Please set the lines down again exactly, from the top of the entries through the line that contains "use std::time::Duration;".

START DATA FOR THIS TASK

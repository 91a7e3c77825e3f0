// SPDX-License-Identifier: MPL-2.0
//! Presentation state machine.
//!
//! [`Session`] holds no collaborators. Each transition returns the
//! [`Effect`]s the engine must carry out, in order:
//!
//! ```text
//! Pending ──seen/expired──────────────────────────────▶ Hidden
//!    │
//!    └─mount─▶ Visible ──timer/dismiss/action─▶ Dismissing ──exit complete─▶ Hidden
//!                 │
//!                 └────────────── teardown ─────────────────────────────────▶ Hidden
//! ```
//!
//! Teardown while `Dismissing` only cancels the timer. The running exit
//! animation still completes and the dismissal is still persisted.

use crate::notification::NotificationId;
use std::fmt;
use std::time::Duration;

/// Visual state of a session.
#[derive(Debug, Clone, Copy, PartialEq, Eq, Hash, Default)]
pub enum PresentationState {
    #[default]
    Pending,
    Visible,
    Dismissing,
    /// Terminal.
    Hidden,
}

impl PresentationState {
    #[must_use]
    pub fn is_terminal(self) -> bool {
        self == PresentationState::Hidden
    }
}

impl fmt::Display for PresentationState {
    fn fmt(&self, f: &mut fmt::Formatter<'_>) -> fmt::Result {
        let name = match self {
            PresentationState::Pending => "pending",
            PresentationState::Visible => "visible",
            PresentationState::Dismissing => "dismissing",
            PresentationState::Hidden => "hidden",
        };
        f.write_str(name)
    }
}

/// Facts gathered before mounting.
#[derive(Debug, Clone, Copy, PartialEq, Eq, Default)]
pub struct MountCheck {
    pub already_seen: bool,
    pub expired: bool,
    /// `None` disables auto-dismiss.
    pub auto_dismiss: Option<Duration>,
}

/// External events driving a mounted session.
#[derive(Debug, Clone, Copy, PartialEq, Eq)]
pub enum Event {
    TimerFired,
    DismissRequested,
    ActionInvoked,
    ExitCompleted,
    Teardown,
}

/// Side effects requested by a transition.
#[derive(Debug, Clone, Copy, PartialEq, Eq)]
pub enum Effect {
    EmitEnter,
    ArmTimer(Duration),
    CancelTimer,
    RunAction,
    EmitExit,
    PersistSeen,
    NotifyDismissed,
}

/// Why a session ended up hidden.
#[derive(Debug, Clone, Copy, PartialEq, Eq)]
pub enum HiddenReason {
    AlreadySeen,
    Expired,
    Dismissed,
    TornDown,
}

/// State machine for one notification during one mount.
#[derive(Debug, Clone)]
pub struct Session {
    id: NotificationId,
    state: PresentationState,
    dismissible: bool,
    has_action: bool,
    timer_armed: bool,
    seen_write_in_flight: bool,
    hidden_reason: Option<HiddenReason>,
}

impl Session {
    #[must_use]
    pub fn new(id: NotificationId, dismissible: bool, has_action: bool) -> Self {
        Self {
            id,
            state: PresentationState::Pending,
            dismissible,
            has_action,
            timer_armed: false,
            seen_write_in_flight: false,
            hidden_reason: None,
        }
    }

    #[must_use]
    pub fn id(&self) -> &NotificationId {
        &self.id
    }

    #[must_use]
    pub fn state(&self) -> PresentationState {
        self.state
    }

    #[must_use]
    pub fn hidden_reason(&self) -> Option<HiddenReason> {
        self.hidden_reason
    }

    /// Whether a dismissal timer is armed and may still fire.
    #[must_use]
    pub fn timer_armed(&self) -> bool {
        self.timer_armed
    }

    /// Leaves `Pending`, either becoming visible or going straight to hidden.
    ///
    /// Only the first call has an effect.
    pub fn mount(&mut self, check: MountCheck) -> Vec<Effect> {
        if self.state != PresentationState::Pending {
            tracing::warn!(id = %self.id, state = %self.state, "session already mounted");
            return Vec::new();
        }

        if check.already_seen {
            self.hide(HiddenReason::AlreadySeen);
            return Vec::new();
        }
        if check.expired {
            self.hide(HiddenReason::Expired);
            return Vec::new();
        }

        self.transition(PresentationState::Visible);
        let mut effects = vec![Effect::EmitEnter];
        if let Some(duration) = check.auto_dismiss {
            self.timer_armed = true;
            effects.push(Effect::ArmTimer(duration));
        }
        effects
    }

    /// Applies an event. Events that are not valid in the current state are
    /// ignored and produce no effects.
    pub fn handle(&mut self, event: Event) -> Vec<Effect> {
        match (self.state, event) {
            (PresentationState::Visible, Event::TimerFired) => {
                self.timer_armed = false;
                self.begin_dismiss(Vec::new())
            }
            (PresentationState::Visible, Event::DismissRequested) => {
                if self.dismissible {
                    self.begin_dismiss(Vec::new())
                } else {
                    tracing::warn!(id = %self.id, "ignoring dismiss of non-dismissible notification");
                    Vec::new()
                }
            }
            (PresentationState::Visible, Event::ActionInvoked) => {
                if self.has_action {
                    self.begin_dismiss(vec![Effect::RunAction])
                } else {
                    tracing::warn!(id = %self.id, "ignoring action on notification without one");
                    Vec::new()
                }
            }
            (PresentationState::Dismissing, Event::ExitCompleted) => {
                self.hide(HiddenReason::Dismissed);
                if self.seen_write_in_flight {
                    return Vec::new();
                }
                self.seen_write_in_flight = true;
                vec![Effect::PersistSeen, Effect::NotifyDismissed]
            }
            (PresentationState::Visible, Event::Teardown) => {
                self.hide(HiddenReason::TornDown);
                self.cancel_timer()
            }
            (PresentationState::Dismissing | PresentationState::Hidden, Event::Teardown) => {
                self.cancel_timer()
            }
            (PresentationState::Pending, Event::Teardown) => {
                self.hide(HiddenReason::TornDown);
                Vec::new()
            }
            (state, Event::TimerFired) => {
                self.timer_armed = false;
                tracing::warn!(id = %self.id, %state, "ignoring stale timer fire");
                Vec::new()
            }
            (state, event) => {
                tracing::debug!(id = %self.id, %state, ?event, "ignoring event");
                Vec::new()
            }
        }
    }

    fn begin_dismiss(&mut self, mut effects: Vec<Effect>) -> Vec<Effect> {
        self.transition(PresentationState::Dismissing);
        effects.push(Effect::EmitExit);
        effects
    }

    fn cancel_timer(&mut self) -> Vec<Effect> {
        if self.timer_armed {
            self.timer_armed = false;
            vec![Effect::CancelTimer]
        } else {
            Vec::new()
        }
    }

    fn hide(&mut self, reason: HiddenReason) {
        self.hidden_reason = Some(reason);
        self.transition(PresentationState::Hidden);
    }

    fn transition(&mut self, to: PresentationState) {
        tracing::debug!(id = %self.id, from = %self.state, %to, "presentation transition");
        self.state = to;
    }
}

#[cfg(test)]
mod tests {
    use super::*;

    const TIMEOUT: Duration = Duration::from_millis(5_000);

    fn session() -> Session {
        Session::new(NotificationId::new("n1"), true, true)
    }

    fn visible(auto_dismiss: Option<Duration>) -> Session {
        let mut session = session();
        session.mount(MountCheck {
            auto_dismiss,
            ..MountCheck::default()
        });
        session
    }

    #[test]
    fn new_session_is_pending() {
        let session = session();
        assert_eq!(session.state(), PresentationState::Pending);
        assert!(session.hidden_reason().is_none());
    }

    #[test]
    fn seen_notification_hides_without_effects() {
        let mut session = session();
        let effects = session.mount(MountCheck {
            already_seen: true,
            expired: false,
            auto_dismiss: Some(TIMEOUT),
        });

        assert!(effects.is_empty());
        assert_eq!(session.state(), PresentationState::Hidden);
        assert_eq!(session.hidden_reason(), Some(HiddenReason::AlreadySeen));
    }

    #[test]
    fn expired_notification_hides_without_effects() {
        let mut session = session();
        let effects = session.mount(MountCheck {
            already_seen: false,
            expired: true,
            auto_dismiss: Some(TIMEOUT),
        });

        assert!(effects.is_empty());
        assert_eq!(session.hidden_reason(), Some(HiddenReason::Expired));
    }

    #[test]
    fn mount_emits_enter_and_arms_timer() {
        let mut session = session();
        let effects = session.mount(MountCheck {
            auto_dismiss: Some(TIMEOUT),
            ..MountCheck::default()
        });

        assert_eq!(effects, vec![Effect::EmitEnter, Effect::ArmTimer(TIMEOUT)]);
        assert_eq!(session.state(), PresentationState::Visible);
        assert!(session.timer_armed());
    }

    #[test]
    fn mount_without_auto_dismiss_does_not_arm() {
        let session = visible(None);
        assert!(!session.timer_armed());
    }

    #[test]
    fn second_mount_is_ignored() {
        let mut session = visible(Some(TIMEOUT));
        let effects = session.mount(MountCheck {
            auto_dismiss: Some(TIMEOUT),
            ..MountCheck::default()
        });
        assert!(effects.is_empty());
        assert_eq!(session.state(), PresentationState::Visible);
    }

    #[test]
    fn timer_fire_starts_exit() {
        let mut session = visible(Some(TIMEOUT));
        let effects = session.handle(Event::TimerFired);

        assert_eq!(effects, vec![Effect::EmitExit]);
        assert_eq!(session.state(), PresentationState::Dismissing);
        assert!(!session.timer_armed());
    }

    #[test]
    fn dismiss_request_starts_exit() {
        let mut session = visible(None);
        assert_eq!(session.handle(Event::DismissRequested), vec![Effect::EmitExit]);
        assert_eq!(session.state(), PresentationState::Dismissing);
    }

    #[test]
    fn non_dismissible_ignores_user_dismiss_but_not_timer() {
        let mut session = Session::new(NotificationId::new("n1"), false, false);
        session.mount(MountCheck {
            auto_dismiss: Some(TIMEOUT),
            ..MountCheck::default()
        });

        assert!(session.handle(Event::DismissRequested).is_empty());
        assert_eq!(session.state(), PresentationState::Visible);

        assert_eq!(session.handle(Event::TimerFired), vec![Effect::EmitExit]);
    }

    #[test]
    fn action_runs_then_exits() {
        let mut session = visible(None);
        assert_eq!(
            session.handle(Event::ActionInvoked),
            vec![Effect::RunAction, Effect::EmitExit]
        );
    }

    #[test]
    fn action_on_non_dismissible_still_dismisses() {
        let mut session = Session::new(NotificationId::new("n1"), false, true);
        session.mount(MountCheck::default());
        assert_eq!(
            session.handle(Event::ActionInvoked),
            vec![Effect::RunAction, Effect::EmitExit]
        );
    }

    #[test]
    fn action_without_callback_is_ignored() {
        let mut session = Session::new(NotificationId::new("n1"), true, false);
        session.mount(MountCheck::default());
        assert!(session.handle(Event::ActionInvoked).is_empty());
        assert_eq!(session.state(), PresentationState::Visible);
    }

    #[test]
    fn action_runs_at_most_once() {
        let mut session = visible(None);
        session.handle(Event::ActionInvoked);
        assert!(session.handle(Event::ActionInvoked).is_empty());
    }

    #[test]
    fn exit_completion_persists_then_notifies() {
        let mut session = visible(None);
        session.handle(Event::DismissRequested);

        assert_eq!(
            session.handle(Event::ExitCompleted),
            vec![Effect::PersistSeen, Effect::NotifyDismissed]
        );
        assert_eq!(session.state(), PresentationState::Hidden);
        assert_eq!(session.hidden_reason(), Some(HiddenReason::Dismissed));
    }

    #[test]
    fn exit_completion_only_persists_once() {
        let mut session = visible(None);
        session.handle(Event::DismissRequested);
        session.handle(Event::ExitCompleted);
        assert!(session.handle(Event::ExitCompleted).is_empty());
    }

    #[test]
    fn exit_completion_before_exit_is_ignored() {
        let mut session = visible(None);
        assert!(session.handle(Event::ExitCompleted).is_empty());
        assert_eq!(session.state(), PresentationState::Visible);
    }

    #[test]
    fn timer_fire_while_dismissing_is_ignored() {
        let mut session = visible(Some(TIMEOUT));
        session.handle(Event::DismissRequested);
        assert!(session.handle(Event::TimerFired).is_empty());
        assert_eq!(session.state(), PresentationState::Dismissing);
    }

    #[test]
    fn teardown_while_visible_cancels_timer() {
        let mut session = visible(Some(TIMEOUT));
        assert_eq!(session.handle(Event::Teardown), vec![Effect::CancelTimer]);
        assert_eq!(session.hidden_reason(), Some(HiddenReason::TornDown));
        assert!(session.handle(Event::TimerFired).is_empty());
    }

    #[test]
    fn teardown_while_dismissing_cancels_timer_and_keeps_exit() {
        let mut session = visible(Some(TIMEOUT));
        session.handle(Event::DismissRequested);

        assert_eq!(session.handle(Event::Teardown), vec![Effect::CancelTimer]);
        assert_eq!(session.state(), PresentationState::Dismissing);
        assert!(!session.timer_armed());

        assert_eq!(
            session.handle(Event::ExitCompleted),
            vec![Effect::PersistSeen, Effect::NotifyDismissed]
        );
        assert_eq!(session.hidden_reason(), Some(HiddenReason::Dismissed));
    }

    #[test]
    fn repeated_teardown_while_dismissing_has_no_effects() {
        let mut session = visible(None);
        session.handle(Event::DismissRequested);
        assert!(session.handle(Event::Teardown).is_empty());
        assert!(session.handle(Event::Teardown).is_empty());
        assert_eq!(session.state(), PresentationState::Dismissing);
    }

    #[test]
    fn teardown_after_dismissal_cancels_leftover_timer() {
        let mut session = visible(Some(TIMEOUT));
        session.handle(Event::DismissRequested);
        session.handle(Event::ExitCompleted);

        assert!(session.timer_armed());
        assert_eq!(session.handle(Event::Teardown), vec![Effect::CancelTimer]);
        assert!(session.handle(Event::Teardown).is_empty());
    }

    #[test]
    fn stale_timer_fire_after_dismissal_disarms() {
        let mut session = visible(Some(TIMEOUT));
        session.handle(Event::DismissRequested);
        session.handle(Event::ExitCompleted);

        assert!(session.handle(Event::TimerFired).is_empty());
        assert!(!session.timer_armed());
        assert!(session.handle(Event::Teardown).is_empty());
    }

    #[test]
    fn teardown_after_timer_fired_has_nothing_to_cancel() {
        let mut session = visible(Some(TIMEOUT));
        session.handle(Event::TimerFired);
        assert!(session.handle(Event::Teardown).is_empty());
    }
}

END DATA FOR THIS TASK

* REPLY
repository 91a7e3c77825e3f0
// SPDX-License-Identifier: MPL-2.0
//! Presentation state machine.
//!
//! [`Session`] holds no collaborators. Each transition returns the
//! [`Effect`]s the engine must carry out, in order:
//!
//! ```text
//! Pending ──seen/expired──────────────────────────────▶ Hidden
//!    │
//!    └─mount─▶ Visible ──timer/dismiss/action─▶ Dismissing ──exit complete─▶ Hidden
//!                 │
//!                 └────────────── teardown ─────────────────────────────────▶ Hidden
//! ```
//!
//! Teardown while `Dismissing` only cancels the timer. The running exit
//! animation still completes and the dismissal is still persisted.

use crate::notification::NotificationId;
use std::fmt;
use std::time::Duration;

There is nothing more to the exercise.